Ce texte poétique et profondément intime, écrit par Gaëlle Bien-Aimé, lauréate du Prix RFI Théâtre 2022, puise ses racines dans l’âme de l’autrice et dans les souffrances d’une nation en proie à des années de guerre, d’instabilité politique, et de désespoir. En partie autobiographique, Port-au-Prince et sa douce nuit s’impose comme une réflexion sur la résilience et l’amour dans un monde brisé. Cette pièce est une déclaration poignante d’amour à Port-au-Prince, une ville vibrante, autrefois pleine de vie, aujourd’hui sous la coupe des gangs et du désespoir.

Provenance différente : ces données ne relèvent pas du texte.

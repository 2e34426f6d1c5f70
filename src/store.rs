//! Flight path persistence over a host-provided key-value store.
//!
//! The core performs no I/O itself: the host injects a
//! [KeyValueStore] implementation (browser storage, a file, a
//! database row) and [FlightPathStore] handles the wire schema, a
//! JSON document of `{lat, lon, alt, timestamp}` records with
//! timestamps in Unix milliseconds.

use serde::{Deserialize, Serialize};

use crate::error::Error;
use crate::track::{FlightPath, TrackPoint};

/// Storage key of the live flight path.
pub const FLIGHT_PATH_KEY: &str = "flightPath";

/// Minimal synchronous key-value interface the host must provide.
/// Injected explicitly, never reached through globals, so the core
/// and its tests never depend on ambient state.
pub trait KeyValueStore {
    /// Returns the stored value, `None` when the key was never set.
    fn get(&self, key: &str) -> Result<Option<Vec<u8>>, Error>;

    /// Stores a value, overwriting any previous one.
    fn set(&mut self, key: &str, value: &[u8]) -> Result<(), Error>;

    /// Removes a key. Removing an absent key is not an error.
    fn remove(&mut self, key: &str) -> Result<(), Error>;
}

/// In-memory [KeyValueStore], for tests and hosts without durable
/// storage.
#[derive(Default, Debug, Clone)]
pub struct MemoryStore {
    inner: std::collections::HashMap<String, Vec<u8>>,
}

impl MemoryStore {
    pub fn new() -> Self {
        Self::default()
    }
}

impl KeyValueStore for MemoryStore {
    fn get(&self, key: &str) -> Result<Option<Vec<u8>>, Error> {
        Ok(self.inner.get(key).cloned())
    }

    fn set(&mut self, key: &str, value: &[u8]) -> Result<(), Error> {
        self.inner.insert(key.to_string(), value.to_vec());
        Ok(())
    }

    fn remove(&mut self, key: &str) -> Result<(), Error> {
        self.inner.remove(key);
        Ok(())
    }
}

/// One persisted track point. Field names and the camelCase document
/// key match the recorded-flight JSON schema.
#[derive(Debug, Clone, Serialize, Deserialize)]
struct TrackPointRecord {
    lat: f64,
    lon: f64,
    alt: f64,
    /// Unix milliseconds
    timestamp: i64,
}

impl From<&TrackPoint> for TrackPointRecord {
    fn from(point: &TrackPoint) -> Self {
        Self {
            lat: point.point.lat_deg,
            lon: point.point.lon_deg,
            alt: point.alt_m,
            timestamp: point.unix_milliseconds(),
        }
    }
}

impl From<&TrackPointRecord> for TrackPoint {
    fn from(record: &TrackPointRecord) -> Self {
        TrackPoint::from_unix_milliseconds(record.lat, record.lon, record.alt, record.timestamp)
    }
}

#[derive(Debug, Clone, Serialize, Deserialize)]
#[serde(rename_all = "camelCase")]
struct FlightPathDocument {
    track_points: Vec<TrackPointRecord>,
}

/// Persists the live [FlightPath] across sessions, one JSON document
/// under [FLIGHT_PATH_KEY].
pub struct FlightPathStore<S: KeyValueStore> {
    storage: S,
}

impl<S: KeyValueStore> FlightPathStore<S> {
    /// Builds a new [FlightPathStore] over the injected backend.
    pub fn new(storage: S) -> Self {
        Self { storage }
    }

    /// Loads the persisted flight path. A missing key yields an empty
    /// path, not an error.
    pub fn load(&self) -> Result<FlightPath, Error> {
        match self.storage.get(FLIGHT_PATH_KEY)? {
            None => Ok(FlightPath::new()),
            Some(bytes) => {
                let document: FlightPathDocument = serde_json::from_slice(&bytes)?;
                let points = document.track_points.iter().map(TrackPoint::from).collect();
                Ok(FlightPath::from_points(points))
            },
        }
    }

    /// Appends one point to the persisted path.
    pub fn append(&mut self, point: TrackPoint) -> Result<(), Error> {
        let mut path = self.load()?;
        path.push(point);
        self.save(&path)
    }

    /// Persists the whole path, overwriting the stored document.
    pub fn save(&mut self, path: &FlightPath) -> Result<(), Error> {
        let document = FlightPathDocument {
            track_points: path.iter().map(TrackPointRecord::from).collect(),
        };
        let bytes = serde_json::to_vec(&document)?;
        self.storage.set(FLIGHT_PATH_KEY, &bytes)
    }

    /// Drops the persisted path.
    pub fn clear(&mut self) -> Result<(), Error> {
        self.storage.remove(FLIGHT_PATH_KEY)
    }

    /// Persisted path as a JSON string, for host-side export.
    pub fn export_json(&self) -> Result<String, Error> {
        let path = self.load()?;
        let document = FlightPathDocument {
            track_points: path.iter().map(TrackPointRecord::from).collect(),
        };
        Ok(serde_json::to_string(&document)?)
    }
}

#[cfg(test)]
mod test {
    use super::*;

    #[test]
    fn missing_key_is_empty_path() {
        let store = FlightPathStore::new(MemoryStore::new());
        assert!(store.load().unwrap().is_empty());
    }

    #[test]
    fn round_trip_preserves_order_and_timestamps() {
        let mut store = FlightPathStore::new(MemoryStore::new());

        store
            .append(TrackPoint::from_unix_milliseconds(32.0, 34.0, 100.0, 1_700_000_000_001))
            .unwrap();
        store
            .append(TrackPoint::from_unix_milliseconds(32.1, 34.1, 900.0, 1_700_000_060_002))
            .unwrap();

        let path = store.load().unwrap();
        assert_eq!(path.len(), 2);
        assert_eq!(path.first().unwrap().unix_milliseconds(), 1_700_000_000_001);
        assert_eq!(path.last().unwrap().unix_milliseconds(), 1_700_000_060_002);
        assert_eq!(path.last().unwrap().alt_m, 900.0);
    }

    #[test]
    fn clear_then_load() {
        let mut store = FlightPathStore::new(MemoryStore::new());
        store
            .append(TrackPoint::from_unix_milliseconds(0.0, 0.0, 0.0, 1_000))
            .unwrap();
        store.clear().unwrap();
        assert!(store.load().unwrap().is_empty());
    }

    #[test]
    fn document_schema_is_camel_case() {
        let mut store = FlightPathStore::new(MemoryStore::new());
        store
            .append(TrackPoint::from_unix_milliseconds(1.5, 2.5, 3.5, 4))
            .unwrap();
        let json = store.export_json().unwrap();
        assert!(json.contains("\"trackPoints\""), "got {}", json);
        assert!(json.contains("\"timestamp\":4"), "got {}", json);
    }
}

Au-delà des mots, l’auteur met en lumière le contraste frappant entre l’amour pur et sensuel des deux personnages, Zily et Ferah, et l’inexorable violence qui entoure leur existence. Cette opposition, aussi belle que tragique, est parfaitement incarnée par les comédiens Sonia Bonny et Lawrence Davis, qui déploient un jeu riche en émotions et en subtilités. Leur performance, énergique et sincère, donne corps à un texte dense et poétique, où chaque mot semble porté par la passion et la souffrance des personnages. Les tentatives de rapprochement, les mots d’amour et de désir, se heurtent à la réalité d’une ville qui, peu à peu, se fait engloutir par la violence.
La mise en scène de Lucie Berelowitsch, tout en subtilité, offre un cadre intimiste qui met en valeur la poésie du texte. Une simple chambre devient le centre du monde, un lieu clos où les bruits de la ville, les échos du créole, et le souffle des amants se mêlent pour offrir une expérience immersive qui parle directement au cœur du spectateur. La lumière tamisée de la bougie et les vues en noir et blanc de Port-au-Prince sur les murs accentuent l’inquiétude, la peur grandissante d’un futur incertain.
Un poème pour Haïti
À travers la danse des corps et des mots, Gaëlle Bien-Aimé nous invite à plonger dans l’intimité de ses personnages, tout en offrant un aperçu poignant de la réalité haïtienne. La pièce est une ode à une terre meurtrie, mais aussi un hommage à la beauté du lien humain. La sensualité, l’humour et la profondeur des échanges entre Zily et Ferah révèlent les contradictions de leur époque : la jeunesse, l’amour et l’espoir en même temps que la terreur, la misère et la fuite inévitable.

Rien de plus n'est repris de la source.